Inspired by Silja’s and Mary’s joint storying, the patchwork in considers enchanting forests, sensuous relating and the disruptive agency of garbage in child-environment aesthetic encounters. In a joint discussion, Silja and Mary described several occasions on which they felt connected to the forest, and trees, plants or bugs communicated something to them through movements and sounds. Silja recounted how the shift from an indoor environment to the forest inspired a pleasurable reunion with the forest through sensuous exploration and communication: ‘When I’ve been indoors, I feel wonderful in the back garden, and when I go to the forest, I like exploring everything there. I also like talking to the plants’. She explained that when she went to the forest near her grandmother’s house, she sometimes had a sense of becoming one with the forest, like ‘a child of the forest’, which felt wonderful. Mary also talked about touching the forest and said that she liked the flies flying around, making sounds with their wings, and landing on her head. She expressed a wish to be friends with the trees and to walk through the forest in ‘nature clothes’: ‘Sometimes I go to school wearing nature clothes so that when I go to the forest … I am also like a tree, and the trees are a bit like my friends’. Silja’s and Mary’s depictions remind us of the suggestion by Dernikos et al. (Citation2020) that bodies, materials and spaces can ‘extend into us and register in diverse, multisensory and multitemporal ways’ (7), which illustrates that the boundaries between bodies and materialities are diffuse and porose in the unfolding of child-environment aesthetic encounters. As Bennett (Citation2001) notes, the shimmer and allure of enchantment comes from the marvelous awareness of one’s enmeshment and mutual becoming with the world.

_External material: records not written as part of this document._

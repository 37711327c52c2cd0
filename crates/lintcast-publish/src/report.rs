use std::path::Path;

use lintcast_core::{Category, Finding, LintcastError, Tool};

/// Raw text report produced by one analysis tool.
///
/// # Examples
///
/// ```
/// use lintcast_core::{Category, Tool};
/// use lintcast_publish::report::Report;
///
/// let report = Report::from_text(
///     Tool::Cppcheck,
///     "/ws/src/a.cpp:3:style: Variable 'x' is assigned a value that is never used.\n",
/// );
/// let findings = report.findings("/ws", Category::Style).unwrap();
/// assert_eq!(findings[0].file, "src/a.cpp");
/// assert_eq!(findings[0].line, 3);
/// ```
#[derive(Debug, Clone)]
pub struct Report {
    /// Tool that produced the report.
    pub tool: Tool,
    lines: Vec<String>,
}

impl Report {
    /// Read a report file.
    ///
    /// Invalid UTF-8 is replaced rather than rejected; compilers echo source
    /// snippets verbatim.
    ///
    /// # Errors
    ///
    /// Returns [`LintcastError::FileNotFound`] if `path` does not exist, or
    /// [`LintcastError::Io`] if it cannot be read.
    pub fn from_file(tool: Tool, path: &Path) -> Result<Self, LintcastError> {
        if !path.exists() {
            return Err(LintcastError::FileNotFound(path.to_path_buf()));
        }
        let bytes = std::fs::read(path)?;
        Ok(Self::from_text(tool, &String::from_utf8_lossy(&bytes)))
    }

    pub fn from_text(tool: Tool, text: &str) -> Self {
        Self {
            tool,
            lines: text.lines().map(str::to_string).collect(),
        }
    }

    pub fn lines(&self) -> impl Iterator<Item = &str> {
        self.lines.iter().map(String::as_str)
    }

    /// Findings of `category`, in report order.
    ///
    /// # Errors
    ///
    /// Returns [`LintcastError::Parse`] for the first matching line that is
    /// not `<path>:<line>:<message>`.
    pub fn findings(&self, prefix: &str, category: Category) -> Result<Vec<Finding>, LintcastError> {
        parse_findings(self.lines(), prefix, category)
    }
}

/// Extract the findings of `category` from report lines.
///
/// A line belongs to the category when it contains the category tag anywhere;
/// the check runs on the raw line before `prefix` is removed.
///
/// # Errors
///
/// Returns [`LintcastError::Parse`] for the first matching line that cannot
/// be split into path, line number, and message.
pub fn parse_findings<'a, I>(
    lines: I,
    prefix: &str,
    category: Category,
) -> Result<Vec<Finding>, LintcastError>
where
    I: IntoIterator<Item = &'a str>,
{
    lines
        .into_iter()
        .filter(|line| line.contains(category.tag()))
        .map(|line| parse_line(line, prefix))
        .collect()
}

/// Split one report line of the form `<prefix><path>:<line>:<message>`.
///
/// `prefix` is removed from the start of the line only, so a message that
/// quotes the workspace path keeps it. A leading `/` left on the path is
/// trimmed. The message is whatever follows the first space after the path.
///
/// # Errors
///
/// Returns [`LintcastError::Parse`] if a separator is missing or the line
/// number is not numeric.
///
/// # Examples
///
/// ```
/// use lintcast_publish::report::parse_line;
///
/// let finding = parse_line("/ws/lib/b.cpp:12:4: warning: unused variable 'y' [clang-diagnostic-unused-variable]", "/ws").unwrap();
/// assert_eq!(finding.file, "lib/b.cpp");
/// assert_eq!(finding.line, 12);
/// assert_eq!(finding.message, "warning: unused variable 'y' [clang-diagnostic-unused-variable]");
/// ```
pub fn parse_line(raw: &str, prefix: &str) -> Result<Finding, LintcastError> {
    let line = raw.strip_prefix(prefix).unwrap_or(raw);

    let (path, rest) = line
        .split_once(':')
        .ok_or_else(|| LintcastError::Parse(format!("missing file separator in report line: {raw}")))?;
    let (number, _) = rest
        .split_once(':')
        .ok_or_else(|| LintcastError::Parse(format!("missing line separator in report line: {raw}")))?;
    let line_number: u32 = number
        .trim()
        .parse()
        .map_err(|_| LintcastError::Parse(format!("invalid line number '{number}' in: {raw}")))?;
    let (_, message) = rest
        .split_once(' ')
        .ok_or_else(|| LintcastError::Parse(format!("missing message in report line: {raw}")))?;

    Ok(Finding {
        file: path.trim_start_matches('/').to_string(),
        line: line_number,
        message: message.to_string(),
    })
}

Figure 2. A patchwork growing from Mary’s and Silja’s storying of enchanting forests, sensuous relating, repulsive garbage and non-human suffering.

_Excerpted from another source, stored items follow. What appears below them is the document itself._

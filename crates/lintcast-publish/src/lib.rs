//! Report parsing, comment composition, and GitHub publishing.
//!
//! Turns cppcheck and clang-tidy text reports into one Markdown comment per
//! severity category and posts the selected comments to a pull request.

pub mod compose;
pub mod format;
pub mod github;
pub mod pipeline;
pub mod report;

Figure 2. A patchwork growing from Mary’s and Silja’s storying of enchanting forests, sensuous relating, repulsive garbage and non-human suffering.

Through Silja’s and Mary’s storying, we imagine how the relational transformations of the urban wild can be sensuously apprehended within aesthetic encounters and how such encounters tell of aesthetically infused child-plant-animal kinships (Bennett Citation2001; Malone Citation2019; Rose Citation2013). In Mary’s and Silja’s stories, sensuous and embodied explorations with plants and animals aroused curiosity and attunement to the relationalities of human and more-than-human worlds (Nxumalo and Villanueva Citation2020). Thus, we consider how shimmering atmospheres in the urban wild enchant and extend an invitation to sensuously engage and metamorphose with matter and bodies of the forest, becoming a forest-child and emerging as something more than a forest and a child without losing either (Rose Citation2017a). We understand this ‘something more’ as an attunement to the multiple agencies and the rich multispecies assemblages that aesthetic encounters involve (Bennett Citation2001; Haraway Citation2016; Rose Citation2013).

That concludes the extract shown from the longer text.